# [How to complete this task]
Return every line of the entries that includes the word "ReadSource".
Input for this task START
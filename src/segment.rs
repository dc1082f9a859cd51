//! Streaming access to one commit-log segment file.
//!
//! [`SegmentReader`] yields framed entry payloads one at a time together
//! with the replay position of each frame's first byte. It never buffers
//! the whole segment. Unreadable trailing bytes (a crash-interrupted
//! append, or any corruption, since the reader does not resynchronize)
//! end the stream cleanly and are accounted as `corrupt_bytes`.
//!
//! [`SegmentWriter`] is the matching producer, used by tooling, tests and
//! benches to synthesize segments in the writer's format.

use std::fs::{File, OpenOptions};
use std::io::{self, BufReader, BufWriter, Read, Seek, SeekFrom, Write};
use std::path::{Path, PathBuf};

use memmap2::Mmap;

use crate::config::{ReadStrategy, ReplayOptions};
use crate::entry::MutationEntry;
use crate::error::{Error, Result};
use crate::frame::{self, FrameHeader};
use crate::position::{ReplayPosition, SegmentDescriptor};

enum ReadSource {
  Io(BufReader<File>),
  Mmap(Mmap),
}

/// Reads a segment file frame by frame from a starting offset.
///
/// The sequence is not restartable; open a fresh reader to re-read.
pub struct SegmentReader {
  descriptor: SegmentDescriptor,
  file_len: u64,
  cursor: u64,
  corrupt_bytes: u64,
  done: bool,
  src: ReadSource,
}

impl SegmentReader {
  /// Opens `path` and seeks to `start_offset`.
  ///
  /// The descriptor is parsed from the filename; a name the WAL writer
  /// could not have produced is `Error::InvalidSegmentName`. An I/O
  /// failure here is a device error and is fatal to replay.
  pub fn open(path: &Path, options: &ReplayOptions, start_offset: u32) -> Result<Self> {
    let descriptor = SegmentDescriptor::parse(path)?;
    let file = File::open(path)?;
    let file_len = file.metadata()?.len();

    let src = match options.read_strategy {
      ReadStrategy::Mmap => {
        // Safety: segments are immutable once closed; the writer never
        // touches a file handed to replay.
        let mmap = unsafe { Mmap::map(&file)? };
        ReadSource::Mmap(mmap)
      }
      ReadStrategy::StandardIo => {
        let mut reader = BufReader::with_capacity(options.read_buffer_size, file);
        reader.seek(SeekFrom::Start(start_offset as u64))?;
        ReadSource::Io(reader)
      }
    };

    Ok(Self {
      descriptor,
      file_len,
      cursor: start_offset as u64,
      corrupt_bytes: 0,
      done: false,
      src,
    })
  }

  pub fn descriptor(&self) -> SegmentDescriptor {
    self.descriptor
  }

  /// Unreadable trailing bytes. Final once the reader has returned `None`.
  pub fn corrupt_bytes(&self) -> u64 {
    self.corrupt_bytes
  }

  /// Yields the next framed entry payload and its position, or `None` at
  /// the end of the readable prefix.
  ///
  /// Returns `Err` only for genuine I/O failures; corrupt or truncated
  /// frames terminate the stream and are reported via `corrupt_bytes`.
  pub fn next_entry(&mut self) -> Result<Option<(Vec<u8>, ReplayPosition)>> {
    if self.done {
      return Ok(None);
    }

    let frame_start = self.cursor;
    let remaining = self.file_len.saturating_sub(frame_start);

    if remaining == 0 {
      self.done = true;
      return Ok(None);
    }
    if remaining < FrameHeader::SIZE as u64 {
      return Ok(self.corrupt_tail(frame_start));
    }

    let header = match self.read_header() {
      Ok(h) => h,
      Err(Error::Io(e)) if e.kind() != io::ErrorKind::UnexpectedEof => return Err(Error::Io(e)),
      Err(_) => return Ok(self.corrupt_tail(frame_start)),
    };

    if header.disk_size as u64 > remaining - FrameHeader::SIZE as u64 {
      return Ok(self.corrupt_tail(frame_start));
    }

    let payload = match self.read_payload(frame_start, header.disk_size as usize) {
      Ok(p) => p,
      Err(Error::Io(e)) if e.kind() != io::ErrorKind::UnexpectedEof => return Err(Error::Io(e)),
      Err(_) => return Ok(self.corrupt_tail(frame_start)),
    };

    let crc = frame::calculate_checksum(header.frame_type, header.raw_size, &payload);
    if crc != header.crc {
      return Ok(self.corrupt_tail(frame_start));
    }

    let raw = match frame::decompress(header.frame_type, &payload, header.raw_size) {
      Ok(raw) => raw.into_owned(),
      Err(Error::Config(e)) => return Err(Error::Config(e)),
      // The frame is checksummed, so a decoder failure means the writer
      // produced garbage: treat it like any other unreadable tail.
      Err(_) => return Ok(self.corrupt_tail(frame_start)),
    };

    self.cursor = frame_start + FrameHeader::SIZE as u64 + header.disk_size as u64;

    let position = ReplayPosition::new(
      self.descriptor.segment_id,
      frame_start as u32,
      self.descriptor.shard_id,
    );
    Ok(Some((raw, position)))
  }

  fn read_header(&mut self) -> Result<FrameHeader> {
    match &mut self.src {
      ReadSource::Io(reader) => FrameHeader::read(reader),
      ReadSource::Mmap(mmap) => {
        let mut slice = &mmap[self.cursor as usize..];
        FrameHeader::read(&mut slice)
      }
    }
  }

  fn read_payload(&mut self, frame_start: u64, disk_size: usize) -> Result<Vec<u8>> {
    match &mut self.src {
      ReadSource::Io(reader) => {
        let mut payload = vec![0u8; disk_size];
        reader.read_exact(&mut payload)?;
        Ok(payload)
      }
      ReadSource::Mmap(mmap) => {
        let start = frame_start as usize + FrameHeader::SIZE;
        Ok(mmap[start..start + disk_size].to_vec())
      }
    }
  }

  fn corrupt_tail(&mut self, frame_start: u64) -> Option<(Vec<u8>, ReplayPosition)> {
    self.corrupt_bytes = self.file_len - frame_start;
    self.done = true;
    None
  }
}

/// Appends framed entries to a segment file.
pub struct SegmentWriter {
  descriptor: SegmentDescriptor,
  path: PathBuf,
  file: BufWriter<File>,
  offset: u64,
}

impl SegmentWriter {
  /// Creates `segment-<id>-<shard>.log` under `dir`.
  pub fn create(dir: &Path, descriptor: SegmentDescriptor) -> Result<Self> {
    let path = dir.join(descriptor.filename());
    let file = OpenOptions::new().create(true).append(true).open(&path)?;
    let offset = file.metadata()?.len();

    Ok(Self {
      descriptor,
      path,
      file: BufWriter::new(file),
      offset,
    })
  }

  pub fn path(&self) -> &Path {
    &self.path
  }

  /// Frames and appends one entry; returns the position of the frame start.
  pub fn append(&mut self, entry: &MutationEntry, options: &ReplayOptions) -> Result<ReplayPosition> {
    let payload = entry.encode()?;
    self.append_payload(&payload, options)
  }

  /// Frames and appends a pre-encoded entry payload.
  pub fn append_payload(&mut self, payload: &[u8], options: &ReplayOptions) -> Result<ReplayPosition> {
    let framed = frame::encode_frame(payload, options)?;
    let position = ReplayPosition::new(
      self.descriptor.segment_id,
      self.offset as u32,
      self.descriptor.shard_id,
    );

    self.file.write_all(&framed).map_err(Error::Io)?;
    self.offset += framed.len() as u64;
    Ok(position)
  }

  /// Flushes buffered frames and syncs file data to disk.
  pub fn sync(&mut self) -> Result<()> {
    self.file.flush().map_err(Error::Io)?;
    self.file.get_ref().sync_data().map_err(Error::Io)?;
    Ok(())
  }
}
Input for this task END
# [Solution]
enum ReadSource {
  src: ReadSource,
        ReadSource::Mmap(mmap)
        ReadSource::Io(reader)
      ReadSource::Io(reader) => FrameHeader::read(reader),
      ReadSource::Mmap(mmap) => {
      ReadSource::Io(reader) => {
      ReadSource::Mmap(mmap) => {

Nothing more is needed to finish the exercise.